The Awa no Tanuki Festival (阿波の狸まつり) is a festival held each year in early November in Tokushima City, Tokushima Prefecture.

==Overview==
The Awa no Tanuki festival was first started in 1978 with the aims of promoting local culture, and has since grown into Tokushima's main Autumn festival. In 2006, the event saw good weather for all three days it was held, and the coincidence with a public holiday drew over 260,000 visitors. This is roughly the same size as the population of Tokushima City.
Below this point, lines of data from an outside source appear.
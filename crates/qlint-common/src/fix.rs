//! Fix suggestions: anchored, machine-applicable source edits.
//!
//! All edits are expressed against the ORIGINAL document text; offsets are
//! computed once and never recomputed against a partially edited buffer.
//! A normalized suggestion's edits are ordered ascending by anchor offset
//! and never overlap, so a downstream tool can apply them in a single
//! descending-offset pass without offset drift.

use crate::span::SourceSpan;
use serde::Serialize;

/// A single edit against the original document text.
#[derive(Debug, Clone, PartialEq, Eq, Serialize)]
#[serde(tag = "kind", rename_all = "camelCase")]
pub enum SourceEdit {
    /// Insert `text` at byte offset `at`, shifting the rest of the document.
    Insertion { at: u32, text: String },
    /// Replace the bytes covered by `span` with `text`.
    Replacement { span: SourceSpan, text: String },
}

impl SourceEdit {
    /// Anchor offset used for ordering edits left to right.
    pub fn anchor(&self) -> u32 {
        match self {
            SourceEdit::Insertion { at, .. } => *at,
            SourceEdit::Replacement { span, .. } => span.offset,
        }
    }

    /// The half-open byte range this edit occupies in the original text.
    /// Insertions occupy an empty range at their anchor.
    fn range(&self) -> SourceSpan {
        match self {
            SourceEdit::Insertion { at, .. } => SourceSpan::new(*at, 0),
            SourceEdit::Replacement { span, .. } => *span,
        }
    }
}

/// A human-readable hint plus the edit set that realizes it.
#[derive(Debug, Clone, PartialEq, Eq, Serialize)]
pub struct FixSuggestion {
    hint: String,
    edits: Vec<SourceEdit>,
}

impl FixSuggestion {
    pub fn new(hint: impl Into<String>) -> Self {
        Self {
            hint: hint.into(),
            edits: Vec::new(),
        }
    }

    pub fn hint(&self) -> &str {
        &self.hint
    }

    pub fn edits(&self) -> &[SourceEdit] {
        &self.edits
    }

    pub fn add_insertion(&mut self, at: u32, text: impl Into<String>) {
        self.edits.push(SourceEdit::Insertion {
            at,
            text: text.into(),
        });
    }

    pub fn add_replacement(&mut self, span: SourceSpan, text: impl Into<String>) {
        self.edits.push(SourceEdit::Replacement {
            span,
            text: text.into(),
        });
    }

    /// Sort edits by anchor offset and reject edit sets that overlap.
    ///
    /// Returns `None` when any two edits touch the same bytes (or when two
    /// insertions share an anchor, which would make their order ambiguous).
    /// Callers degrade to a fix-less diagnostic on `None` rather than
    /// emitting a suggestion that would corrupt the document.
    pub fn into_normalized(mut self) -> Option<FixSuggestion> {
        self.edits.sort_by_key(|e| (e.anchor(), e.range().len));
        let mut prev_end = 0u32;
        let mut prev_was_insertion_at = None;
        for edit in &self.edits {
            let range = edit.range();
            if range.is_empty() {
                // An insertion conflicts only if it lands strictly inside a
                // replaced range, or on top of another insertion.
                if range.offset < prev_end || prev_was_insertion_at == Some(range.offset) {
                    return None;
                }
                prev_was_insertion_at = Some(range.offset);
            } else {
                if range.offset < prev_end {
                    return None;
                }
                prev_end = range.end();
                prev_was_insertion_at = None;
            }
        }
        Some(self)
    }

    /// Apply all edits to `source`, producing the transformed document.
    ///
    /// Edits are applied in descending-offset order so earlier offsets stay
    /// valid. Expects a normalized suggestion. The analysis core never calls
    /// this on its own; it exists for downstream tools and for tests.
    pub fn apply_to(&self, source: &str) -> String {
        let mut out = source.to_string();
        for edit in self.edits.iter().rev() {
            match edit {
                SourceEdit::Insertion { at, text } => {
                    out.insert_str(*at as usize, text);
                }
                SourceEdit::Replacement { span, text } => {
                    out.replace_range(span.offset as usize..span.end() as usize, text);
                }
            }
        }
        out
    }
}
While the festival is popularly known as the 'Tanuki Festival', Tokushima has been home to many tales of the tanuki since long past. Several of these tales talk of the interaction between tanuki and the local town residents, with the tanuki often acting as positive, changing forces. It should come as no surprise, then, that the tanuki was chosen as a symbol to energise local culture in this way.
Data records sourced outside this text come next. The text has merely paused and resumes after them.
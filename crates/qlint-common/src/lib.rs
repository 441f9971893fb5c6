//! Common types and utilities for the qlint markup analyzer.
//!
//! This crate provides the foundational types shared by all qlint crates:
//! - Source spans (`SourceSpan`) in byte coordinates of the original document
//! - Diagnostics (`Diagnostic`, `Severity`, category tags)
//! - Fix suggestions (`FixSuggestion`, `SourceEdit`)

// Span - source location tracking (byte offsets)
pub mod span;
pub use span::SourceSpan;

// Diagnostics emitted by checks, consumed by the reporting layer
pub mod diagnostics;
pub use diagnostics::{Diagnostic, Severity, categories};

// Anchored source-edit suggestions attached to diagnostics
pub mod fix;
pub use fix::{FixSuggestion, SourceEdit};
At current, the event's main grounds are the Aibahama Park grounds in Tokushima City, and the Tokushima Arts Foundation for Culture becomes a place for sale of local regional produce from around the prefecture. Several of the large industries in Tokushima hold events over the three days of the festival, and special stages are open for karaoke competitions, Awa Odori, Awa Puppet Theatre and other local cultural traditions as well. The festival is particularly popular with children.

The festival is officially run by the 'Furusato Carnival Executive Committee', but receives large assistance from the prefecture.